This year Action Against Hunger responded to several major humanitarian crises, from conflict-related emergencies in Ukraine and Gaza to cyclones in Madagascar, the devastating earthquake in Turkey, and complex emergencies where crises including armed conflict, disease, and climate disasters combine to put the population at risk of hunger, such as in Ethiopia and Afghanistan.
Our membership of the Disasters Emergency Committee (DEC) enabled us to work in partnership in some of these settings, and to receive £4.6 million in DEC funding to support our emergency response. This year we also received £14.7 million from the UK Government’s Foreign, Commonwealth & Development Office (FCDO).

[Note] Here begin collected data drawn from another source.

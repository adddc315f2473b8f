use tracing::debug;

use crate::error::{HarnessError, Result};
use crate::hands::Browser;
use crate::types::{
    ATTRIBUTE_ALLOW_LIST, BboxTable, BoundingBox, ElementAttributes, ElementRecord,
    INTERACTIVE_TAGS, UID_ATTRIBUTE,
};

const ELEMENT_TEXT_MAX_CHARS: usize = 100;

/// Result of one pass over the live DOM.
#[derive(Debug, Clone, Default)]
pub struct PageScan {
    pub bboxes: BboxTable,
    /// Interactive elements in document order.
    pub candidates: Vec<ElementRecord>,
}

/// A uid resolved back to a live element.
pub struct ResolvedElement<E> {
    pub handle: E,
    pub attributes: ElementAttributes,
    pub bbox: BoundingBox,
    pub tag: String,
}

/// Tags every element on the page with a uid (keeping any uid it already
/// has) and returns the uid -> bbox table.
pub fn ensure_uids<B: Browser>(browser: &B) -> Result<BboxTable> {
    Ok(scan(browser)?.bboxes)
}

/// Same walk as [`ensure_uids`], also collecting the interactive elements
/// that become next turn's candidates.
pub fn scan<B: Browser>(browser: &B) -> Result<PageScan> {
    let mut page = PageScan::default();
    let mut assigned = 0usize;

    for el in browser.find_all_elements()? {
        let uid = match browser.get_attribute(&el, UID_ATTRIBUTE)? {
            Some(uid) if !uid.is_empty() => uid,
            _ => {
                let uid = new_uid();
                browser.set_attribute(&el, UID_ATTRIBUTE, &uid)?;
                assigned += 1;
                uid
            }
        };
        let bbox = BoundingBox::from_rect(browser.get_rect(&el)?);

        let tag = browser.tag_name(&el)?;
        if is_interactive(browser, &el, &tag)? {
            let text = shorten(&browser.text_content(&el)?, ELEMENT_TEXT_MAX_CHARS);
            page.candidates.push(ElementRecord {
                uid: uid.clone(),
                tag,
                text,
                attributes: read_attributes(browser, &el, &uid)?,
                bbox,
            });
        }

        page.bboxes.insert(uid, bbox);
    }

    debug!(
        elements = page.bboxes.len(),
        candidates = page.candidates.len(),
        assigned,
        "page scanned"
    );
    Ok(page)
}

/// Finds the element carrying `uid` and reads what the replay log needs
/// about it.
pub fn resolve<'b, B: Browser>(browser: &'b B, uid: &str) -> Result<ResolvedElement<B::Element<'b>>> {
    let handle = browser
        .find_element_by_uid(uid)?
        .ok_or_else(|| HarnessError::ElementNotFound(uid.to_string()))?;

    let attributes = read_attributes(browser, &handle, uid)?;
    let bbox = BoundingBox::from_rect(browser.get_rect(&handle)?);
    let tag = browser.tag_name(&handle)?;

    Ok(ResolvedElement {
        handle,
        attributes,
        bbox,
        tag,
    })
}

fn read_attributes<B: Browser>(
    browser: &B,
    el: &B::Element<'_>,
    uid: &str,
) -> Result<ElementAttributes> {
    let mut attributes = ElementAttributes::new();
    for name in ATTRIBUTE_ALLOW_LIST {
        if let Some(value) = browser.get_attribute(el, name)? {
            attributes.insert(name.to_string(), value);
        }
    }
    attributes.insert(UID_ATTRIBUTE.to_string(), uid.to_string());
    Ok(attributes)
}

fn is_interactive<B: Browser>(browser: &B, el: &B::Element<'_>, tag: &str) -> Result<bool> {
    if INTERACTIVE_TAGS.contains(&tag) {
        return Ok(true);
    }
    for name in ["role", "onclick", "tabindex"] {
        if browser.get_attribute(el, name)?.is_some() {
            return Ok(true);
        }
    }
    Ok(false)
}

/// 18 hex characters in `8-4-4` groups.
fn new_uid() -> String {
    format!(
        "{:08x}-{:04x}-{:04x}",
        rand::random::<u32>(),
        rand::random::<u16>(),
        rand::random::<u16>()
    )
}

pub(crate) fn shorten(text: &str, max_chars: usize) -> String {
    let collapsed = text.split_whitespace().collect::<Vec<_>>().join(" ");
    if collapsed.chars().count() <= max_chars {
        return collapsed;
    }
    let mut cut: String = collapsed.chars().take(max_chars.saturating_sub(3)).collect();
    cut.push_str("...");
    cut
}
//! In-memory browser for unit tests.

use anyhow::{Result, bail};
use serde_json::Value;
use std::cell::RefCell;
use std::collections::{BTreeMap, HashMap};
use std::path::Path;
use std::time::Duration;

use crate::config::Config;
use crate::hands::Browser;
use crate::session::Session;
use crate::types::Rect;

#[derive(Debug, Clone)]
pub struct StubNode {
    pub tag: String,
    pub text: String,
    pub attributes: BTreeMap<String, String>,
    pub rect: Rect,
}

impl StubNode {
    pub fn new(tag: &str, text: &str, rect: (f64, f64, f64, f64)) -> Self {
        Self {
            tag: tag.to_string(),
            text: text.to_string(),
            attributes: BTreeMap::new(),
            rect: Rect {
                x: rect.0,
                y: rect.1,
                width: rect.2,
                height: rect.3,
            },
        }
    }

    pub fn attr(mut self, name: &str, value: &str) -> Self {
        self.attributes.insert(name.to_string(), value.to_string());
        self
    }
}

#[derive(Debug, Clone, Default)]
pub struct StubPage {
    pub url: String,
    pub nodes: Vec<StubNode>,
}

impl StubPage {
    pub fn new(url: &str, nodes: Vec<StubNode>) -> Self {
        Self {
            url: url.to_string(),
            nodes,
        }
    }

    fn html(&self) -> String {
        let body: String = self
            .nodes
            .iter()
            .map(|n| {
                let attrs: String = n
                    .attributes
                    .iter()
                    .map(|(k, v)| format!(" {k}=\"{v}\""))
                    .collect();
                format!("<{0}{1}>{2}</{0}>", n.tag, attrs, n.text)
            })
            .collect();
        format!("<html><body>{body}</body></html>")
    }
}

#[derive(Default)]
struct StubState {
    sites: HashMap<String, StubPage>,
    current: StubPage,
    log: Vec<String>,
    screenshots_fail: bool,
}

/// A browser whose pages are registered up front. Links (`a` with `href`)
/// navigate when clicked; everything else only records the effect.
#[derive(Default)]
pub struct StubBrowser {
    state: RefCell<StubState>,
}

impl StubBrowser {
    pub fn new() -> Self {
        let browser = Self::default();
        browser.state.borrow_mut().current = StubPage::new("about:blank", Vec::new());
        browser
    }

    pub fn with_site(self, page: StubPage) -> Self {
        self.state
            .borrow_mut()
            .sites
            .insert(page.url.clone(), page);
        self
    }

    /// Every later screenshot fails, as a crashed renderer would.
    pub fn failing_screenshots(self) -> Self {
        self.state.borrow_mut().screenshots_fail = true;
        self
    }

    /// Effects performed so far, e.g. `click:button`.
    pub fn effects(&self) -> Vec<String> {
        self.state.borrow().log.clone()
    }

    pub fn node_attribute(&self, index: usize, name: &str) -> Option<String> {
        self.state
            .borrow()
            .current
            .nodes
            .get(index)
            .and_then(|n| n.attributes.get(name).cloned())
    }

    pub fn push_node(&self, node: StubNode) {
        self.state.borrow_mut().current.nodes.push(node);
    }

    fn with_node<T>(&self, el: usize, f: impl FnOnce(&StubNode) -> T) -> Result<T> {
        let state = self.state.borrow();
        match state.current.nodes.get(el) {
            Some(node) => Ok(f(node)),
            None => bail!("stale element handle {el}"),
        }
    }

    fn go(&self, url: &str) {
        let mut state = self.state.borrow_mut();
        let page = state
            .sites
            .get(url)
            .cloned()
            .unwrap_or_else(|| StubPage::new(url, Vec::new()));
        state.current = page;
    }
}

impl Browser for StubBrowser {
    type Element<'a> = usize;

    fn navigate(&self, url: &str) -> Result<()> {
        self.state.borrow_mut().log.push(format!("navigate:{url}"));
        self.go(url);
        Ok(())
    }

    fn find_all_elements(&self) -> Result<Vec<usize>> {
        Ok((0..self.state.borrow().current.nodes.len()).collect())
    }

    fn find_element_by_uid(&self, uid: &str) -> Result<Option<usize>> {
        Ok(self
            .state
            .borrow()
            .current
            .nodes
            .iter()
            .position(|n| n.attributes.get(crate::types::UID_ATTRIBUTE).map(String::as_str) == Some(uid)))
    }

    fn get_attribute(&self, el: &usize, name: &str) -> Result<Option<String>> {
        self.with_node(*el, |n| n.attributes.get(name).cloned())
    }

    fn set_attribute(&self, el: &usize, name: &str, value: &str) -> Result<()> {
        let mut state = self.state.borrow_mut();
        match state.current.nodes.get_mut(*el) {
            Some(node) => {
                node.attributes.insert(name.to_string(), value.to_string());
                Ok(())
            }
            None => bail!("stale element handle {el}"),
        }
    }

    fn get_rect(&self, el: &usize) -> Result<Rect> {
        self.with_node(*el, |n| n.rect)
    }

    fn tag_name(&self, el: &usize) -> Result<String> {
        self.with_node(*el, |n| n.tag.clone())
    }

    fn text_content(&self, el: &usize) -> Result<String> {
        self.with_node(*el, |n| n.text.clone())
    }

    fn click(&self, el: &usize) -> Result<()> {
        let (tag, href) = self.with_node(*el, |n| (n.tag.clone(), n.attributes.get("href").cloned()))?;
        self.state.borrow_mut().log.push(format!("click:{tag}"));
        if let ("a", Some(href)) = (tag.as_str(), href) {
            self.go(&href);
        }
        Ok(())
    }

    fn send_keys(&self, el: &usize, text: &str) -> Result<()> {
        let tag = self.tag_name(el)?;
        let mut state = self.state.borrow_mut();
        state.log.push(format!("keys:{tag}:{text}"));
        if let Some(node) = state.current.nodes.get_mut(*el) {
            node.attributes
                .entry("value".to_string())
                .or_default()
                .push_str(text);
        }
        Ok(())
    }

    fn submit(&self, el: &usize) -> Result<()> {
        let tag = self.tag_name(el)?;
        self.state.borrow_mut().log.push(format!("submit:{tag}"));
        Ok(())
    }

    fn execute_script(&self, js: &str) -> Result<Value> {
        self.state.borrow_mut().log.push(format!("script:{js}"));
        Ok(Value::Null)
    }

    fn page_source(&self) -> Result<String> {
        Ok(self.state.borrow().current.html())
    }

    fn screenshot(&self, path: &Path) -> Result<()> {
        if self.state.borrow().screenshots_fail {
            bail!("screenshot capture failed");
        }
        std::fs::write(path, b"\x89PNG stub")?;
        Ok(())
    }

    fn current_url(&self) -> Result<String> {
        Ok(self.state.borrow().current.url.clone())
    }

    fn wait_for_settle(&self, _delay: Duration) -> Result<()> {
        Ok(())
    }

    fn close(self) -> Result<()> {
        Ok(())
    }
}

/// A small search page: a query box, a submit button and two result links.
pub fn search_site() -> StubBrowser {
    StubBrowser::new()
        .with_site(StubPage::new(
            "https://example.com",
            vec![
                StubNode::new("html", "", (0.0, 0.0, 1600.0, 900.0)),
                StubNode::new("form", "", (100.0, 80.0, 600.0, 60.0)).attr("class", "search"),
                StubNode::new("input", "", (110.0, 90.0, 400.0, 30.0))
                    .attr("title", "Search")
                    .attr("aria-label", "Search query"),
                StubNode::new("button", "Go", (520.0, 90.0, 60.0, 30.0)).attr("class", "btn primary"),
                StubNode::new("a", "Rust language", (100.0, 200.0, 200.0, 20.0))
                    .attr("href", "https://example.com/rust"),
                StubNode::new("a", "Cargo book", (100.0, 240.0, 180.0, 20.0))
                    .attr("href", "https://example.com/cargo"),
            ],
        ))
        .with_site(StubPage::new(
            "https://example.com/rust",
            vec![
                StubNode::new("h1", "Rust", (0.0, 0.0, 800.0, 40.0)),
                StubNode::new("a", "Install", (0.0, 60.0, 80.0, 20.0)).attr("href", "https://example.com/install"),
            ],
        ))
}

/// A fresh session over [`search_site`] writing under `dir/live_data`.
pub fn stub_session(dir: &Path) -> Session<StubBrowser> {
    stub_session_over(dir, search_site())
}

pub fn stub_session_over(dir: &Path, browser: StubBrowser) -> Session<StubBrowser> {
    let config = Config::default().with_data_dir(dir.join("live_data"));
    Session::init(config, browser).expect("stub session")
}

Action Against Hunger UK continued to provide high-quality and holistic expertise on nutrition this year. In the UK we advocated for the prevention of malnutrition through increased aid for nutrition and provided evidence in the battle to push hunger and its causes further up the agenda in the UK Government’s new White Paper on International Development.
Our nine-year partnership with the Innocent Foundation to promote the use of community health workers to diagnose and treat severe acute malnutrition culminated in the World Health Organisation updating its global guidelines on the management of wasting and nutritional oedema – a tremendous endorsement of our work.
Meanwhile, the UK aid budget maintained at 0.5% of GNI this year, and the global cost-of-living crisis meant food poverty in the UK required more of our attention. To this end, we built on existing partnerships with local organisations and continued to work towards scaling-up much-needed food pantries in London and Somerset.
Against this backdrop of financial pressure, Action Against Hunger’s private fundraising nonetheless did exceptionally well this year, with the Love Food Give Food campaign raising an amazing £373,000 from 167 restaurants, and the Fine Wine and Art auction dinner seeing its second-most successful event in its 17-year history, raising a fantastic £461,000 in unrestricted income. We also successfully recruited over 4,329 new individual donors. We must also thank players of People’s Postcode Lottery for continuing to be long-standing allies and donating a very generous £1 million for our fight against hunger.
This year, for example, in the Central African Republic (and with FCDO support) we helped reduce premature death and illness from hunger. This shows that while tackling life-threatening hunger and malnutrition is an onerous task, it can be done. We’re proud of achievements in 2023, and are also proud to present this report, which gives a snapshot of our year.